Harun Masiku merupakan tersangka kasus dugaan suap terkait pergantian antarwaktu anggota DPR periode 2019-2024 yang turut menyeret Komisioner KPU Wahyu Setiawan. Ia ditetapkan sebagai tersangka karena memberikan uang kepada Wahyu Setiawan agar membantunya menjadi anggota legislatif melalui mekanisme pergantian antarwaktu (PAW). 


Entah seistimewa apa seorang Harun Masiku, hingga bos PDIP beserta sekjennya, Harto Kristiyanto harus turun tangan dalam menjadikannya anggota legislatif. Akhirnya terjadilah penyuapan tersebut.


Padahal menurut Refly Harun, kesempatan Harun Masiku untuk menjadi anggota DPR sangatlah kecil, karena perolehan suaranya berada di urutan keenam.
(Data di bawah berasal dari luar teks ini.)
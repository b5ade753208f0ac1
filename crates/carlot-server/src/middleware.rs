use std::{
    sync::Arc,
    time::{Duration, Instant},
};

use axum::{
    extract::{Request, State},
    http::{
        header::{AUTHORIZATION, CACHE_CONTROL, USER_AGENT},
        HeaderValue, Method, StatusCode,
    },
    middleware::Next,
    response::{IntoResponse, Response},
    Json,
};
use carlot_core::AppConfig;
use carlot_offline::CachePolicy;
use regex::Regex;
use serde::Serialize;
use tokio::sync::Mutex;
use uuid::Uuid;

use crate::signature::secrets_match;

/// Scrapers and SEO crawlers refused at the edge. Search engines pass.
const BLOCKED_BOTS: &[&str] = &[
    "AhrefsBot",
    "SemrushBot",
    "MJ12bot",
    "DotBot",
    "PetalBot",
    "Bytespider",
    "BLEXBot",
    "DataForSeoBot",
    "MegaIndex",
    "serpstatbot",
    "ClaudeBot",
    "GPTBot",
];

/// Newtype wrapping a request ID string, stored as a request extension.
#[derive(Debug, Clone)]
pub struct RequestId(pub String);

/// Bearer-token guard for the admin routes.
#[derive(Debug, Clone)]
pub struct AdminAuth {
    token: Option<Arc<str>>,
    pub enabled: bool,
}

impl AdminAuth {
    /// Reads `CARLOT_ADMIN_TOKEN` from the config.
    ///
    /// Without a token, development leaves admin routes open and every
    /// other environment rejects all admin requests.
    #[must_use]
    pub fn from_config(config: &AppConfig) -> Self {
        match config.admin_token.as_deref() {
            Some(token) => Self::with_token(token),
            None if config.env == carlot_core::Environment::Development => {
                tracing::warn!("CARLOT_ADMIN_TOKEN not set; admin auth disabled in development");
                Self {
                    token: None,
                    enabled: false,
                }
            }
            None => {
                tracing::warn!("CARLOT_ADMIN_TOKEN not set; admin routes will reject every request");
                Self {
                    token: None,
                    enabled: true,
                }
            }
        }
    }

    #[must_use]
    pub fn with_token(token: &str) -> Self {
        Self {
            token: Some(Arc::from(token)),
            enabled: true,
        }
    }

    fn allows(&self, provided: &str) -> bool {
        self.token
            .as_deref()
            .is_some_and(|expected| secrets_match(provided, expected))
    }
}

#[derive(Debug, Clone)]
struct RateLimitWindow {
    started_at: Instant,
    count: usize,
}

/// Fixed-window limiter shared by every request it guards.
#[derive(Debug, Clone)]
pub struct RateLimitState {
    max_requests: usize,
    window: Duration,
    state: Arc<Mutex<RateLimitWindow>>,
}

impl RateLimitState {
    #[must_use]
    pub fn new(max_requests: usize, window: Duration) -> Self {
        Self {
            max_requests,
            window,
            state: Arc::new(Mutex::new(RateLimitWindow {
                started_at: Instant::now(),
                count: 0,
            })),
        }
    }
}

/// User-agent blocklist matcher.
#[derive(Debug, Clone)]
pub struct BotBlocker {
    pattern: Arc<Regex>,
}

impl BotBlocker {
    /// Builds the matcher from [`BLOCKED_BOTS`].
    ///
    /// # Errors
    ///
    /// Returns an error if the pattern fails to compile.
    pub fn default_blocklist() -> Result<Self, regex::Error> {
        Self::new(BLOCKED_BOTS)
    }

    /// # Errors
    ///
    /// Returns an error if the pattern fails to compile.
    pub fn new(bots: &[&str]) -> Result<Self, regex::Error> {
        let alternation = bots
            .iter()
            .map(|bot| regex::escape(bot))
            .collect::<Vec<_>>()
            .join("|");
        let pattern = Regex::new(&format!("(?i)({alternation})"))?;
        Ok(Self {
            pattern: Arc::new(pattern),
        })
    }

    #[must_use]
    pub fn is_blocked(&self, user_agent: &str) -> bool {
        self.pattern.is_match(user_agent)
    }
}

#[derive(Debug, Serialize)]
struct MiddlewareErrorBody {
    error: MiddlewareError,
}

#[derive(Debug, Serialize)]
struct MiddlewareError {
    code: &'static str,
    message: &'static str,
}

fn middleware_error(status: StatusCode, code: &'static str, message: &'static str) -> Response {
    (
        status,
        Json(MiddlewareErrorBody {
            error: MiddlewareError { code, message },
        }),
    )
        .into_response()
}

/// Axum middleware that extracts or generates a request ID.
///
/// If the incoming request has an `x-request-id` header, that value is used.
/// Otherwise a new `UUIDv4` is generated. The ID is inserted into request
/// extensions as [`RequestId`] and echoed on the response.
pub async fn request_id(mut req: Request, next: Next) -> Response {
    let id = req
        .headers()
        .get("x-request-id")
        .and_then(|v| v.to_str().ok())
        .filter(|v| !v.trim().is_empty())
        .map_or_else(|| Uuid::new_v4().to_string(), String::from);

    req.extensions_mut().insert(RequestId(id.clone()));

    let mut res = next.run(req).await;

    if let Ok(val) = HeaderValue::from_str(&id) {
        res.headers_mut().insert("x-request-id", val);
    }

    res
}

/// Middleware enforcing the admin bearer token when enabled.
pub async fn require_admin_token(
    State(auth): State<AdminAuth>,
    req: Request,
    next: Next,
) -> Response {
    if !auth.enabled {
        return next.run(req).await;
    }

    match extract_bearer_token(req.headers().get(AUTHORIZATION)) {
        Some(token) if auth.allows(token) => next.run(req).await,
        _ => middleware_error(
            StatusCode::UNAUTHORIZED,
            "unauthorized",
            "missing or invalid bearer token",
        ),
    }
}

/// Middleware enforcing a fixed request-per-window limit.
pub async fn enforce_rate_limit(
    State(rate_limit): State<RateLimitState>,
    req: Request,
    next: Next,
) -> Response {
    let mut window = rate_limit.state.lock().await;

    if window.started_at.elapsed() >= rate_limit.window {
        window.started_at = Instant::now();
        window.count = 0;
    }

    if window.count >= rate_limit.max_requests {
        return middleware_error(
            StatusCode::TOO_MANY_REQUESTS,
            "rate_limited",
            "rate limit exceeded",
        );
    }

    window.count += 1;
    drop(window);

    next.run(req).await
}

/// Middleware refusing requests from blocklisted crawlers.
pub async fn block_bots(State(blocker): State<BotBlocker>, req: Request, next: Next) -> Response {
    let user_agent = req
        .headers()
        .get(USER_AGENT)
        .and_then(|v| v.to_str().ok())
        .unwrap_or_default();

    if blocker.is_blocked(user_agent) {
        tracing::debug!(user_agent, path = %req.uri().path(), "blocked crawler");
        return middleware_error(StatusCode::FORBIDDEN, "forbidden", "crawler not allowed");
    }

    next.run(req).await
}

/// Sets `Cache-Control` on successful `GET` responses that did not set one.
///
/// Page and static routes get the header of their offline route class;
/// other API responses are marked `no-store`.
pub async fn cache_control(req: Request, next: Next) -> Response {
    let is_get = req.method() == Method::GET;
    let path = req.uri().path().to_owned();

    let mut res = next.run(req).await;

    if !is_get || !res.status().is_success() || res.headers().contains_key(CACHE_CONTROL) {
        return res;
    }

    let value = CachePolicy::classify_path(&Method::GET, &path)
        .cache_control()
        .or_else(|| path.starts_with("/api/").then_some("no-store"));

    if let Some(value) = value {
        res.headers_mut()
            .insert(CACHE_CONTROL, HeaderValue::from_static(value));
    }

    res
}

fn extract_bearer_token(value: Option<&HeaderValue>) -> Option<&str> {
    value
        .and_then(|v| v.to_str().ok())
        .and_then(|v| v.strip_prefix("Bearer "))
        .filter(|s| !s.trim().is_empty())
}

#[cfg(test)]
mod tests {
    use super::*;

    #[test]
    fn extract_bearer_token_accepts_valid_header() {
        let header = HeaderValue::from_static("Bearer test-token");
        assert_eq!(extract_bearer_token(Some(&header)), Some("test-token"));
    }

    #[test]
    fn extract_bearer_token_rejects_non_bearer_header() {
        let header = HeaderValue::from_static("Basic abc123");
        assert_eq!(extract_bearer_token(Some(&header)), None);
        assert_eq!(extract_bearer_token(None), None);
    }

    #[test]
    fn admin_auth_compares_token_exactly() {
        let auth = AdminAuth::with_token("admin-secret");
        assert!(auth.allows("admin-secret"));
        assert!(!auth.allows("admin-secre"));
        assert!(!auth.allows("admin-secret "));
    }

    #[test]
    fn admin_auth_without_token_allows_nothing() {
        let auth = AdminAuth {
            token: None,
            enabled: true,
        };
        assert!(!auth.allows(""));
        assert!(!auth.allows("anything"));
    }

    #[test]
    fn bot_blocker_matches_scrapers_case_insensitively() {
        let blocker = BotBlocker::default_blocklist().unwrap();
        for ua in [
            "Mozilla/5.0 (compatible; AhrefsBot/7.0; +http://ahrefs.com/robot/)",
            "Mozilla/5.0 (compatible; semrushbot/7~bl)",
            "Mozilla/5.0 (Linux; Android 5.0) AppleWebKit/537.36 (KHTML, like Gecko) Mobile Safari/537.36 (compatible; Bytespider)",
        ] {
            assert!(blocker.is_blocked(ua), "{ua}");
        }
    }

    #[test]
    fn bot_blocker_lets_search_engines_and_browsers_through() {
        let blocker = BotBlocker::default_blocklist().unwrap();
        for ua in [
            "Mozilla/5.0 (compatible; Googlebot/2.1; +http://www.google.com/bot.html)",
            "Mozilla/5.0 (compatible; bingbot/2.0; +http://www.bing.com/bingbot.htm)",
            "Mozilla/5.0 (iPhone; CPU iPhone OS 17_0 like Mac OS X) AppleWebKit/605.1.15",
            "",
        ] {
            assert!(!blocker.is_blocked(ua), "{ua}");
        }
    }
}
Sedang kursi yang kosong (karena wafat yang juga merupakan politikus PDIP) pada urutan pertama, maka seharusnya kursi jatuh pada urutan selanjutnya. Untuk usaha tersebut, PDIP sampai melakukan Judicial Review untuk mendapatkan kursi pertama (Tribun News.com 21/4/2020)
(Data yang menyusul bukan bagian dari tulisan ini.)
mod admin;
mod cars;
mod health;
mod leads;
mod revalidate;
mod seo;
mod webhooks;

use std::{sync::Arc, time::Duration};

use axum::{
    extract::rejection::JsonRejection,
    http::{header, HeaderName, HeaderValue, Method, StatusCode},
    response::IntoResponse,
    routing::{get, post},
    Json, Router,
};
use carlot_core::AppConfig;
use carlot_shopify::StorefrontClient;
use chrono::{DateTime, Utc};
use serde::Serialize;
use tower::ServiceBuilder;
use tower_http::{
    compression::CompressionLayer, cors::CorsLayer, set_header::SetResponseHeaderLayer,
    trace::TraceLayer,
};

use crate::{
    cache::ResponseCache,
    indexnow::IndexNowClient,
    middleware::{
        block_bots, cache_control, enforce_rate_limit, request_id, require_admin_token, AdminAuth,
        BotBlocker, RateLimitState,
    },
    recaptcha::{RecaptchaVerifier, SITEVERIFY_URL},
    status_store::StatusStore,
};

pub use cars::CachedPage;

#[derive(Clone)]
pub struct AppState {
    pub config: Arc<AppConfig>,
    pub shopify: Arc<StorefrontClient>,
    pub cache: ResponseCache<CachedPage>,
    pub status_store: StatusStore,
    pub indexnow: Option<IndexNowClient>,
    pub recaptcha: Option<RecaptchaVerifier>,
}

impl AppState {
    /// Builds every shared client from the loaded configuration.
    ///
    /// # Errors
    ///
    /// Returns an error if any HTTP client cannot be built or the Shopify
    /// store domain does not form a valid endpoint.
    pub fn from_config(config: Arc<AppConfig>) -> anyhow::Result<Self> {
        let shopify = StorefrontClient::new(
            &config.shopify_store_domain,
            &config.shopify_api_version,
            &config.shopify_storefront_token,
            config.request_timeout_secs,
            config.max_retries,
            config.retry_backoff_base_secs,
        )?;

        let indexnow = config
            .indexnow_key
            .as_deref()
            .map(|key| {
                IndexNowClient::new(
                    &config.indexnow_endpoint,
                    &config.site_url,
                    key,
                    config.request_timeout_secs,
                )
            })
            .transpose()?;

        let recaptcha = config
            .recaptcha_secret
            .as_deref()
            .map(|secret| {
                RecaptchaVerifier::new(SITEVERIFY_URL, secret, config.request_timeout_secs)
            })
            .transpose()?;

        Ok(Self {
            shopify: Arc::new(shopify),
            cache: ResponseCache::new(Duration::from_secs(config.cache_ttl_secs)),
            status_store: StatusStore::from_config(&config)?,
            indexnow,
            recaptcha,
            config,
        })
    }
}

#[derive(Debug, Serialize)]
pub struct ApiResponse<T: Serialize> {
    pub data: T,
    pub meta: ResponseMeta,
}

#[derive(Debug, Serialize)]
pub struct ResponseMeta {
    pub request_id: String,
    pub timestamp: DateTime<Utc>,
}

#[derive(Debug, Serialize)]
pub struct ApiError {
    pub error: ErrorBody,
    pub meta: ResponseMeta,
}

#[derive(Debug, Serialize)]
pub struct ErrorBody {
    pub code: String,
    pub message: String,
}

impl ResponseMeta {
    pub(super) fn new(request_id: String) -> Self {
        Self {
            request_id,
            timestamp: Utc::now(),
        }
    }
}

impl<T: Serialize> ApiResponse<T> {
    pub(super) fn new(data: T, request_id: String) -> Self {
        Self {
            data,
            meta: ResponseMeta::new(request_id),
        }
    }
}

impl ApiError {
    pub fn new(
        request_id: impl Into<String>,
        code: impl Into<String>,
        message: impl Into<String>,
    ) -> Self {
        Self {
            error: ErrorBody {
                code: code.into(),
                message: message.into(),
            },
            meta: ResponseMeta::new(request_id.into()),
        }
    }

    /// Maps a JSON body rejection to a 400 with the rejection's message.
    pub(super) fn from_json_rejection(request_id: String, rejection: &JsonRejection) -> Self {
        Self::new(request_id, "bad_request", rejection.body_text())
    }
}

impl IntoResponse for ApiError {
    fn into_response(self) -> axum::response::Response {
        let status = match self.error.code.as_str() {
            "not_found" => StatusCode::NOT_FOUND,
            "unauthorized" => StatusCode::UNAUTHORIZED,
            "forbidden" => StatusCode::FORBIDDEN,
            "bad_request" | "validation_error" => StatusCode::BAD_REQUEST,
            "rate_limited" => StatusCode::TOO_MANY_REQUESTS,
            "upstream_error" => StatusCode::BAD_GATEWAY,
            "not_configured" => StatusCode::SERVICE_UNAVAILABLE,
            _ => StatusCode::INTERNAL_SERVER_ERROR,
        };
        (status, Json(self)).into_response()
    }
}

fn build_cors() -> CorsLayer {
    CorsLayer::new()
        .allow_origin(tower_http::cors::Any)
        .allow_methods([Method::GET, Method::POST, Method::PUT, Method::DELETE])
        .allow_headers([
            header::CONTENT_TYPE,
            header::AUTHORIZATION,
            HeaderName::from_static("x-request-id"),
        ])
}

fn admin_router(auth: AdminAuth, rate_limit: RateLimitState) -> Router<AppState> {
    let protected = Router::new()
        .route("/api/admin/indexnow", post(admin::submit_indexnow))
        .route(
            "/api/admin/cars/{id}/status",
            get(admin::get_status)
                .put(admin::set_status)
                .delete(admin::clear_status),
        )
        .route_layer(axum::middleware::from_fn_with_state(auth, require_admin_token));

    Router::new()
        .route("/api/admin/login", post(admin::login))
        .merge(protected)
        .route_layer(axum::middleware::from_fn_with_state(
            rate_limit,
            enforce_rate_limit,
        ))
}

pub fn build_app(
    state: AppState,
    auth: AdminAuth,
    rate_limit: RateLimitState,
    bots: BotBlocker,
) -> Router {
    let mut public_routes = Router::new()
        .route("/api/health", get(health::health))
        .route("/api/ping", get(health::ping))
        .route("/api/debug-env", get(health::debug_env))
        .route("/api/cars", get(cars::list_cars))
        .route("/api/cars/homepage", get(cars::homepage_cars))
        .route("/api/cars/specs", post(cars::car_specs))
        .route("/api/cars/{handle}", get(cars::get_car))
        .route("/api/webhooks/shopify", post(webhooks::shopify_webhook))
        .route("/api/revalidate", post(revalidate::revalidate))
        .route("/api/leads", post(leads::submit_lead))
        .route("/sitemap.xml", get(seo::sitemap));

    if let Some(key) = state.config.indexnow_key.as_deref() {
        public_routes = public_routes.route(&format!("/{key}.txt"), get(seo::indexnow_key_file));
    }

    Router::new()
        .merge(public_routes)
        .merge(admin_router(auth, rate_limit))
        .layer(
            ServiceBuilder::new()
                .layer(TraceLayer::new_for_http())
                .layer(CompressionLayer::new())
                .layer(build_cors())
                .layer(axum::middleware::from_fn(request_id))
                .layer(axum::middleware::from_fn_with_state(bots, block_bots))
                .layer(axum::middleware::from_fn(cache_control))
                .layer(SetResponseHeaderLayer::if_not_present(
                    header::X_CONTENT_TYPE_OPTIONS,
                    HeaderValue::from_static("nosniff"),
                ))
                .layer(SetResponseHeaderLayer::if_not_present(
                    header::X_FRAME_OPTIONS,
                    HeaderValue::from_static("DENY"),
                ))
                .layer(SetResponseHeaderLayer::if_not_present(
                    header::REFERRER_POLICY,
                    HeaderValue::from_static("strict-origin-when-cross-origin"),
                )),
        )
        .with_state(state)
}

pub fn default_rate_limit_state() -> RateLimitState {
    RateLimitState::new(60, Duration::from_secs(60))
}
Melihat perkembangan fakta yang ada, Indonesia Corruption Watch (ICW) menilai bahwa tidak ada keseriusan yang ditunjukan Komisi Pemberantasan Korupsi (KPK) dalam pencarian buron Harun Masiku. ICW bahkan menduga, salah satu tujuan tes wawasan kebangsaan (TWK) adalah untuk mengamankan Harun Masiku. Selain itu ia sudah enam belas bulan masuk dalam DPO, namun ‘red notice’ baru diajukan kepada Interpol (Warta ekonomi.co.id 6/6/2021).
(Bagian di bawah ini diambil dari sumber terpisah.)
//! In-process response cache with path and tag invalidation.

use std::collections::{HashMap, HashSet};
use std::sync::Arc;
use std::time::{Duration, Instant};

use tokio::sync::RwLock;

/// Tag attached to every entry derived from product data.
pub const PRODUCTS_TAG: &str = "products";

#[derive(Debug)]
struct Entry<V> {
    value: V,
    tags: HashSet<String>,
    inserted_at: Instant,
}

/// Short-lived cache of upstream data keyed by the page path it backs.
///
/// Entries expire after the TTL and can be dropped early by path or by tag.
#[derive(Debug)]
pub struct ResponseCache<V> {
    ttl: Duration,
    entries: Arc<RwLock<HashMap<String, Entry<V>>>>,
}

impl<V> Clone for ResponseCache<V> {
    fn clone(&self) -> Self {
        Self {
            ttl: self.ttl,
            entries: Arc::clone(&self.entries),
        }
    }
}

impl<V: Clone> ResponseCache<V> {
    #[must_use]
    pub fn new(ttl: Duration) -> Self {
        Self {
            ttl,
            entries: Arc::new(RwLock::new(HashMap::new())),
        }
    }

    /// Returns the cached value for `path` unless it has expired.
    pub async fn get(&self, path: &str) -> Option<V> {
        let entries = self.entries.read().await;
        entries
            .get(path)
            .filter(|entry| entry.inserted_at.elapsed() < self.ttl)
            .map(|entry| entry.value.clone())
    }

    pub async fn insert(&self, path: &str, tags: &[&str], value: V) {
        let entry = Entry {
            value,
            tags: tags.iter().map(|t| (*t).to_owned()).collect(),
            inserted_at: Instant::now(),
        };
        let mut entries = self.entries.write().await;
        entries.retain(|_, e| e.inserted_at.elapsed() < self.ttl);
        entries.insert(path.to_owned(), entry);
    }

    /// Drops the entry for `path`. Returns whether one was present.
    pub async fn invalidate_path(&self, path: &str) -> bool {
        self.entries.write().await.remove(path).is_some()
    }

    /// Drops every entry carrying `tag`. Returns how many were removed.
    pub async fn invalidate_tag(&self, tag: &str) -> usize {
        let mut entries = self.entries.write().await;
        let before = entries.len();
        entries.retain(|_, entry| !entry.tags.contains(tag));
        before - entries.len()
    }

    pub async fn len(&self) -> usize {
        self.entries.read().await.len()
    }
}
use super::*;

fn specs_from(pairs: &[(&str, &str)]) -> CarSpecs {
    normalize_specs(&MetafieldMap::from_pairs(pairs.iter().copied()))
}

fn field_value(specs: &CarSpecs, field: SpecField) -> Option<String> {
    let mut copy = specs.clone();
    field.slot(&mut copy).clone()
}

// -----------------------------------------------------------------------
// Alias precedence
// -----------------------------------------------------------------------

#[test]
fn english_year_wins_over_thai_year() {
    let specs = specs_from(&[("ปี", "2019"), ("year", "2020")]);
    assert_eq!(specs.year.as_deref(), Some("2020"));
}

#[test]
fn every_alias_outranks_all_aliases_after_it() {
    for (field, aliases) in SPEC_ALIASES {
        for (i, winner) in aliases.iter().enumerate() {
            for loser in &aliases[i + 1..] {
                // Insert the lower-precedence key first so map order cannot
                // decide the outcome.
                let specs = specs_from(&[(*loser, "second"), (*winner, "first")]);
                assert_eq!(
                    field_value(&specs, *field).as_deref(),
                    Some("first"),
                    "{field:?}: \"{winner}\" should win over \"{loser}\""
                );
            }
        }
    }
}

#[test]
fn each_alias_alone_populates_its_field() {
    for (field, aliases) in SPEC_ALIASES {
        for alias in *aliases {
            let specs = specs_from(&[(*alias, "value")]);
            assert_eq!(
                field_value(&specs, *field).as_deref(),
                Some("value"),
                "{field:?} not populated by alias \"{alias}\""
            );
        }
    }
}

#[test]
fn blank_higher_alias_falls_through_to_next_alias() {
    let specs = specs_from(&[("mileage", "   "), ("เลขไมล์", "85,000")]);
    assert_eq!(specs.mileage.as_deref(), Some("85,000"));
}

#[test]
fn key_matching_ignores_case_and_separators() {
    let specs = specs_from(&[
        ("Fuel-Type", "Diesel"),
        ("BODY TYPE", "Pickup"),
        (" Transmission ", "Auto"),
    ]);
    assert_eq!(specs.fuel_type.as_deref(), Some("Diesel"));
    assert_eq!(specs.body_type.as_deref(), Some("Pickup"));
    assert_eq!(specs.transmission.as_deref(), Some("Auto"));
}

#[test]
fn values_are_trimmed() {
    let specs = specs_from(&[("brand", "  Toyota ")]);
    assert_eq!(specs.brand.as_deref(), Some("Toyota"));
}

#[test]
fn duplicate_key_keeps_first_non_blank_value() {
    let map = MetafieldMap::from_pairs([("year", ""), ("YEAR", "2015"), ("Year", "2016")]);
    assert_eq!(map.get("year"), Some("2015"));
    assert_eq!(map.len(), 1);
}

// -----------------------------------------------------------------------
// Missing-field tolerance
// -----------------------------------------------------------------------

#[test]
fn empty_dictionary_yields_empty_specs() {
    let specs = normalize_specs(&MetafieldMap::default());
    assert!(specs.is_empty());
    assert_eq!(specs, CarSpecs::default());
}

#[test]
fn unknown_keys_are_ignored() {
    let specs = specs_from(&[("color", "white"), ("สี", "ขาว")]);
    assert!(specs.is_empty());
}

// -----------------------------------------------------------------------
// Layering
// -----------------------------------------------------------------------

#[test]
fn product_level_wins_over_variant_level() {
    let product = MetafieldMap::from_pairs([("year", "2014")]);
    let variant = MetafieldMap::from_pairs([("year", "2015"), ("เกียร์", "ธรรมดา")]);
    let specs = normalize_specs_layered(&product, &variant);
    assert_eq!(specs.year.as_deref(), Some("2014"));
    assert_eq!(specs.transmission.as_deref(), Some("ธรรมดา"));
}

#[test]
fn thai_product_key_wins_over_english_variant_key() {
    let product = MetafieldMap::from_pairs([("ปี", "2014")]);
    let variant = MetafieldMap::from_pairs([("year", "2015")]);
    let specs = normalize_specs_layered(&product, &variant);
    assert_eq!(specs.year.as_deref(), Some("2014"));
}

// -----------------------------------------------------------------------
// Storefront nodes
// -----------------------------------------------------------------------

#[test]
fn from_metafields_skips_null_entries_and_null_values() {
    let nodes = vec![
        Some(Metafield {
            namespace: Some("custom".to_owned()),
            key: "year".to_owned(),
            value: Some("2014".to_owned()),
        }),
        None,
        Some(Metafield {
            namespace: Some("custom".to_owned()),
            key: "mileage".to_owned(),
            value: None,
        }),
    ];
    let map = MetafieldMap::from_metafields(&nodes);
    assert_eq!(map.len(), 1);
    assert_eq!(map.get("YEAR"), Some("2014"));
}

#[test]
fn identifiers_cover_every_alias() {
    let identifiers = metafield_identifiers("custom");
    let total: usize = SPEC_ALIASES.iter().map(|(_, a)| a.len()).sum();
    assert_eq!(identifiers.len(), total);
    assert_eq!(identifiers[0]["namespace"], "custom");
    assert_eq!(identifiers[0]["key"], "year");
}

#[test]
fn aliases_lookup_matches_table() {
    assert_eq!(SpecField::Year.aliases()[0], "year");
    assert!(SpecField::BodyType.aliases().contains(&"ตัวถัง"));
}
Pemberantasan Korupsi dalam Negeri


Tidak hanya kali ini korupsi besar terjadi di Indonesia dan sebanyak itu pula rakyat telah dibohongi dalam petak umpet pelakunya. Padahal milyaran bahkan trilyunan rupiah telah habis dimakan para tikus berdasi. Sumber daya alam Indonesia juga tergadai karenanya. Korupsi berjamaah ini memang sengaja tidak dibongkar kasusnya. Kalaupun ditangkap hanya orang suruhan saja yang mendekam di bui.  


Sangat dimungkinkan akan ada Harun Masiku lain di kemudian hari bila keseriusan untuk memberantas korupsi saja tidak ada. Tujuan untuk mensejahterakan rakyat jelas tinggal angan, sejurus dengan keserakahan duniawi.  


Dalam buku “Bunga Rampai Syariat Islam”, yang merupakan kumpulan makalah dari diskusi publik bertema ‘Selamatkan Indonesia Dengan Syariah’, dikatakan bahwa ada dua faktor utama yang menyebabkan manusia menjadi korup. 


Pertama, faktor individu, bagaimana paham materialisme sudah mempengaruhi karakter manusia. Dalam masyarakat yang menjunjung tinggi materialisme, maka kebahagiaan, kehormatan dan status sosial diukur oleh materi.


Kedua, faktor sistem, terkait dengan sistem kenegaraan, hukum, sosial maupun birokrasi. Birokrasi yang korup jelas akan tidak efisien dan tidak bekerja secara efektif. Anggaran yang besar lebih banyak digunakan untuk mengurus aparat daripada meningkatkan kerja birokrasinya. 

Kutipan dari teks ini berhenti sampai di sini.